WHAT YOU ARE ASKED TO DO: Every line holding the string "indices" should be copied from the listing.

====================

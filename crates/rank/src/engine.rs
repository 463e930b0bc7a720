use std::cmp::Ordering;
use std::fmt;
use std::num::NonZeroUsize;
use std::str::FromStr;

use lru::LruCache;
use tracing::{debug, warn};

use metriscope_core::{RankConfig, Series};

use crate::error::RankError;
use crate::outlier::{DbscanDetector, OutlierDetector, OutlierReport};
use crate::reducers::{self, ReducerId};

/// How a batch should be ordered.
#[derive(Debug, Clone, Copy, PartialEq, Eq, Hash)]
pub enum SortCriterion {
    Alphabetical,
    AlphabeticalReversed,
    Outliers,
    Reducer(ReducerId),
}

impl fmt::Display for SortCriterion {
    fn fmt(&self, f: &mut fmt::Formatter<'_>) -> fmt::Result {
        match self {
            SortCriterion::Alphabetical => f.write_str("alphabetical"),
            SortCriterion::AlphabeticalReversed => f.write_str("alphabetical-reversed"),
            SortCriterion::Outliers => f.write_str("outliers"),
            SortCriterion::Reducer(id) => f.write_str(id.as_str()),
        }
    }
}

impl FromStr for SortCriterion {
    type Err = RankError;

    fn from_str(s: &str) -> Result<Self, Self::Err> {
        match s {
            "alphabetical" => Ok(SortCriterion::Alphabetical),
            "alphabetical-reversed" => Ok(SortCriterion::AlphabeticalReversed),
            "outliers" => Ok(SortCriterion::Outliers),
            other => other
                .parse::<ReducerId>()
                .map(SortCriterion::Reducer)
                .map_err(|_| RankError::UnknownCriterion(other.to_string())),
        }
    }
}

#[derive(Debug, Clone, Copy, PartialEq, Eq, Hash)]
pub enum SortDirection {
    Asc,
    Desc,
}

impl fmt::Display for SortDirection {
    fn fmt(&self, f: &mut fmt::Formatter<'_>) -> fmt::Result {
        match self {
            SortDirection::Asc => f.write_str("asc"),
            SortDirection::Desc => f.write_str("desc"),
        }
    }
}

impl FromStr for SortDirection {
    type Err = RankError;

    fn from_str(s: &str) -> Result<Self, Self::Err> {
        match s {
            "asc" => Ok(SortDirection::Asc),
            "desc" => Ok(SortDirection::Desc),
            other => Err(RankError::UnknownCriterion(other.to_string())),
        }
    }
}

/// Sorts series batches, caching results under a structural fingerprint.
///
/// The cache is a bounded LRU (capacity from [`RankConfig`]) rather than an
/// unbounded map, so a long-lived process cannot accumulate every batch it
/// has ever ranked. A `None` detector models a host without the numeric
/// clustering capability; outlier requests then rank by dispersion.
pub struct SortEngine {
    cache: LruCache<String, Vec<Series>>,
    detector: Option<Box<dyn OutlierDetector>>,
}

impl SortEngine {
    pub fn new(config: &RankConfig) -> Self {
        let detector: Option<Box<dyn OutlierDetector>> = config
            .outlier_detection_enabled
            .then(|| {
                Box::new(DbscanDetector::new(config.outlier_sensitivity))
                    as Box<dyn OutlierDetector>
            });
        Self::build(config, detector)
    }

    /// Use a caller-supplied detector instead of the built-in DBSCAN one.
    pub fn with_detector(config: &RankConfig, detector: Box<dyn OutlierDetector>) -> Self {
        Self::build(config, Some(detector))
    }

    fn build(config: &RankConfig, detector: Option<Box<dyn OutlierDetector>>) -> Self {
        let capacity = NonZeroUsize::new(config.cache_capacity).unwrap_or(NonZeroUsize::MIN);
        Self {
            cache: LruCache::new(capacity),
            detector,
        }
    }

    /// Order a batch for display. Always returns a full permutation of the
    /// input — detector failures are logged and downgraded to dispersion
    /// ranking, never surfaced.
    ///
    /// A repeated call with an unchanged batch and criterion is served from
    /// the cache without re-running any statistics.
    pub fn sort(
        &mut self,
        batch: &[Series],
        criterion: SortCriterion,
        direction: SortDirection,
    ) -> Vec<Series> {
        if batch.is_empty() {
            return Vec::new();
        }

        let key = fingerprint(batch, criterion, direction);
        if let Some(hit) = self.cache.get(&key) {
            debug!(criterion = %criterion, "sort served from cache");
            return hit.clone();
        }

        let sorted = match criterion {
            SortCriterion::Alphabetical => sort_alphabetical(batch, direction, false),
            SortCriterion::AlphabeticalReversed => sort_alphabetical(batch, direction, true),
            SortCriterion::Outliers => self.sort_outliers(batch, direction),
            SortCriterion::Reducer(id) => sort_by_reducer(batch, id, direction),
        };

        self.cache.put(key, sorted.clone());
        sorted
    }

    fn sort_outliers(&self, batch: &[Series], direction: SortDirection) -> Vec<Series> {
        let report = match &self.detector {
            Some(detector) => detector.detect(batch),
            None => Err(RankError::DetectorUnavailable),
        };
        match report {
            Ok(report) => sort_by_scores(batch, outlier_scores(&report), direction),
            Err(error) => {
                warn!(%error, "outlier ranking unavailable, falling back to stddev");
                sort_by_reducer(batch, ReducerId::StdDev, direction)
            }
        }
    }
}

/// Cheap structural digest of a batch: first/last labels, axis endpoints,
/// series count, criterion, direction. Samples only the edges of the
/// batch, so two batches differing in a middle series alone collide.
/// Fingerprinting must stay much cheaper than the statistics it guards.
fn fingerprint(batch: &[Series], criterion: SortCriterion, direction: SortDirection) -> String {
    let first = &batch[0];
    let last = &batch[batch.len() - 1];
    let first_ts = first.timestamps.first().copied().unwrap_or(0);
    let last_ts = last.timestamps.last().copied().unwrap_or(0);
    format!(
        "{}|{}|{}|{}|{}|{}|{}",
        first.label,
        last.label,
        first_ts,
        last_ts,
        batch.len(),
        criterion,
        direction
    )
}

/// Case-insensitive label comparison; series with an empty label compare
/// equal to everything, so they keep their relative position under stable
/// sorting.
fn cmp_labels(a: &str, b: &str) -> Ordering {
    if a.is_empty() || b.is_empty() {
        return Ordering::Equal;
    }
    a.to_lowercase()
        .cmp(&b.to_lowercase())
        .then_with(|| a.cmp(b))
}

fn sort_alphabetical(batch: &[Series], direction: SortDirection, reversed: bool) -> Vec<Series> {
    // The reversed criterion and the descending direction each flip the
    // order; both together cancel out.
    let flip = reversed ^ (direction == SortDirection::Desc);
    let mut out = batch.to_vec();
    out.sort_by(|a, b| {
        let ord = cmp_labels(&a.label, &b.label);
        if flip {
            ord.reverse()
        } else {
            ord
        }
    });
    out
}

fn sort_by_reducer(batch: &[Series], id: ReducerId, direction: SortDirection) -> Vec<Series> {
    sort_by_scores(batch, reducers::reduce_batch(id, batch), direction)
}

/// Outliers rank by interval count (more disjoint anomalous intervals is a
/// stronger signal); non-outliers are a flat zero tie.
fn outlier_scores(report: &OutlierReport) -> Vec<f64> {
    report
        .is_outlier
        .iter()
        .zip(report.interval_count.iter())
        .map(|(&flagged, &intervals)| if flagged { intervals as f64 } else { 0.0 })
        .collect()
}

/// Stable index sort over per-series scores: descending for `Desc`,
/// ascending for `Asc`.
fn sort_by_scores(batch: &[Series], scores: Vec<f64>, direction: SortDirection) -> Vec<Series> {
    let mut indices: Vec<usize> = (0..batch.len()).collect();
    indices.sort_by(|&i, &j| match direction {
        SortDirection::Desc => scores[j].total_cmp(&scores[i]),
        SortDirection::Asc => scores[i].total_cmp(&scores[j]),
    });
    indices.into_iter().map(|i| batch[i].clone()).collect()
}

====================

OUTPUT FOR THIS TASK:
    let mut indices: Vec<usize> = (0..batch.len()).collect();
    indices.sort_by(|&i, &j| match direction {
    indices.into_iter().map(|i| batch[i].clone()).collect()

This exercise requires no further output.